§ Task details:
Whenever the string "format" appears in a line below, please copy the line out.

§ Data extract:
○ ○ ○
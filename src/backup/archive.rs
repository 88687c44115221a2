// backuptool/src/backup/archive.rs
use std::fs::File;
use std::io;
use std::path::{Path, PathBuf};

use zip::write::SimpleFileOptions;
use zip::{CompressionMethod, ZipArchive, ZipWriter};

use crate::backup::dump::DumpArtifact;
use crate::errors::{AppError, Result};

/// A compressed archive wrapping exactly one dump file.
#[derive(Debug, Clone)]
pub struct ArchiveArtifact {
    pub path: PathBuf,
    pub origin_name: String,
}

impl ArchiveArtifact {
    pub fn file_name(&self) -> &str {
        self.path
            .file_name()
            .and_then(|n| n.to_str())
            .unwrap_or(&self.origin_name)
    }
}

fn write_single_entry_zip(dump_path: &Path, zip_path: &Path, entry_name: &str) -> Result<()> {
    let out = File::create(zip_path)?;
    let mut writer = ZipWriter::new(out);
    let options = SimpleFileOptions::default()
        .compression_method(CompressionMethod::Deflated)
        .compression_level(Some(9));
    writer.start_file(entry_name, options)?;
    let mut input = File::open(dump_path)?;
    io::copy(&mut input, &mut writer)?;
    writer.finish()?;
    Ok(())
}

/// Compresses a validated dump into a single-entry zip next to it and removes
/// the plaintext original. The dump must never persist uncompressed longer
/// than necessary, so the original is deleted on the failure path as well;
/// archive failures are local-disk or permission problems that a retry will
/// not fix.
pub async fn archive_dump(artifact: DumpArtifact) -> Result<ArchiveArtifact> {
    let zip_path = artifact.path.with_extension("zip");
    let origin_name = artifact
        .path
        .file_name()
        .and_then(|n| n.to_str())
        .ok_or_else(|| AppError::Config(format!("dump has no file name: {}", artifact.path.display())))?
        .to_string();

    let dump_path = artifact.path.clone();
    let zip_dest = zip_path.clone();
    let entry = origin_name.clone();
    let result = tokio::task::spawn_blocking(move || {
        write_single_entry_zip(&dump_path, &zip_dest, &entry)
    })
    .await
    .map_err(|e| AppError::Config(format!("blocking archive task failed: {e}")))?;

    match result {
        Ok(()) => {
            tokio::fs::remove_file(&artifact.path).await?;
            tracing::info!(archive = %zip_path.display(), "dump archived");
            Ok(ArchiveArtifact {
                path: zip_path,
                origin_name,
            })
        }
        Err(e) => {
            if tokio::fs::try_exists(&zip_path).await.unwrap_or(false) {
                let _ = tokio::fs::remove_file(&zip_path).await;
            }
            tokio::fs::remove_file(&artifact.path).await?;
            Err(AppError::ArchiveFailed {
                path: artifact.path,
                reason: e.to_string(),
            })
        }
    }
}

/// Re-ingests an operator-supplied archive for the deployment flow.
///
/// The archive must contain exactly one `.sql` entry; anything else is an
/// input error. Returns the path of the extracted dump.
pub fn extract_single_sql(archive_path: &Path, dest_dir: &Path) -> Result<PathBuf> {
    let file = File::open(archive_path)?;
    let mut archive = ZipArchive::new(file)?;

    let sql_indices: Vec<usize> = (0..archive.len())
        .filter(|&i| {
            archive
                .by_index(i)
                .map(|f| f.name().ends_with(".sql"))
                .unwrap_or(false)
        })
        .collect();

    match sql_indices.as_slice() {
        [] => Err(AppError::InputValidation(format!(
            "archive {} contains no .sql entry",
            archive_path.display()
        ))),
        [index] => {
            let mut entry = archive.by_index(*index)?;
            let entry_name = entry
                .enclosed_name()
                .and_then(|p| p.file_name().map(|n| n.to_os_string()))
                .ok_or_else(|| {
                    AppError::InputValidation(format!(
                        "archive {} has an unsafe entry name",
                        archive_path.display()
                    ))
                })?;
            std::fs::create_dir_all(dest_dir)?;
            let dest = dest_dir.join(entry_name);
            let mut out = File::create(&dest)?;
            io::copy(&mut entry, &mut out)?;
            Ok(dest)
        }
        _ => Err(AppError::InputValidation(format!(
            "archive {} contains more than one .sql entry; supply an archive with a single dump",
            archive_path.display()
        ))),
    }
}

#[cfg(test)]
mod tests {
    use super::*;
    use chrono::Local;

    fn make_dump(dir: &Path, name: &str, content: &str) -> DumpArtifact {
        let path = dir.join(name);
        std::fs::write(&path, content).unwrap();
        DumpArtifact {
            path: path.clone(),
            size_bytes: content.len() as u64,
            created_at: Local::now(),
        }
    }

    #[tokio::test]
    async fn archive_has_one_entry_and_plaintext_is_gone() -> Result<()> {
        let dir = tempfile::tempdir()?;
        let dump = make_dump(dir.path(), "app_20240101_000000.sql", "CREATE TABLE t (id int);");
        let dump_path = dump.path.clone();

        let archive = archive_dump(dump).await?;
        assert!(archive.path.ends_with("app_20240101_000000.zip"));
        assert!(!dump_path.exists());

        let zip = ZipArchive::new(File::open(&archive.path)?)?;
        assert_eq!(zip.len(), 1);
        assert_eq!(archive.origin_name, "app_20240101_000000.sql");
        Ok(())
    }

    #[tokio::test]
    async fn extracting_single_sql_round_trips() -> Result<()> {
        let dir = tempfile::tempdir()?;
        let dump = make_dump(dir.path(), "shop_20240101_000000.sql", "INSERT INTO x VALUES (1);");
        let archive = archive_dump(dump).await?;

        let out_dir = dir.path().join("extract");
        let extracted = extract_single_sql(&archive.path, &out_dir)?;
        let content = std::fs::read_to_string(extracted)?;
        assert_eq!(content, "INSERT INTO x VALUES (1);");
        Ok(())
    }

    #[test]
    fn multi_entry_archive_is_rejected() -> Result<()> {
        let dir = tempfile::tempdir()?;
        let zip_path = dir.path().join("double.zip");
        let mut writer = ZipWriter::new(File::create(&zip_path)?);
        let options = SimpleFileOptions::default();
        writer.start_file("a.sql", options)?;
        io::copy(&mut "select 1;".as_bytes(), &mut writer)?;
        writer.start_file("b.sql", options)?;
        io::copy(&mut "select 2;".as_bytes(), &mut writer)?;
        writer.finish()?;

        let err = extract_single_sql(&zip_path, dir.path()).unwrap_err();
        assert!(matches!(err, AppError::InputValidation(_)));
        Ok(())
    }

    #[test]
    fn archive_without_sql_is_rejected() -> Result<()> {
        let dir = tempfile::tempdir()?;
        let zip_path = dir.path().join("none.zip");
        let mut writer = ZipWriter::new(File::create(&zip_path)?);
        writer.start_file("readme.txt", SimpleFileOptions::default())?;
        io::copy(&mut "hi".as_bytes(), &mut writer)?;
        writer.finish()?;

        let err = extract_single_sql(&zip_path, dir.path()).unwrap_err();
        assert!(matches!(err, AppError::InputValidation(_)));
        Ok(())
    }
}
○ ○ ○
§ Answer box:
        .ok_or_else(|| AppError::Config(format!("dump has no file name: {}", artifact.path.display())))?
    .map_err(|e| AppError::Config(format!("blocking archive task failed: {e}")))?;
        [] => Err(AppError::InputValidation(format!(
                    AppError::InputValidation(format!(
        _ => Err(AppError::InputValidation(format!(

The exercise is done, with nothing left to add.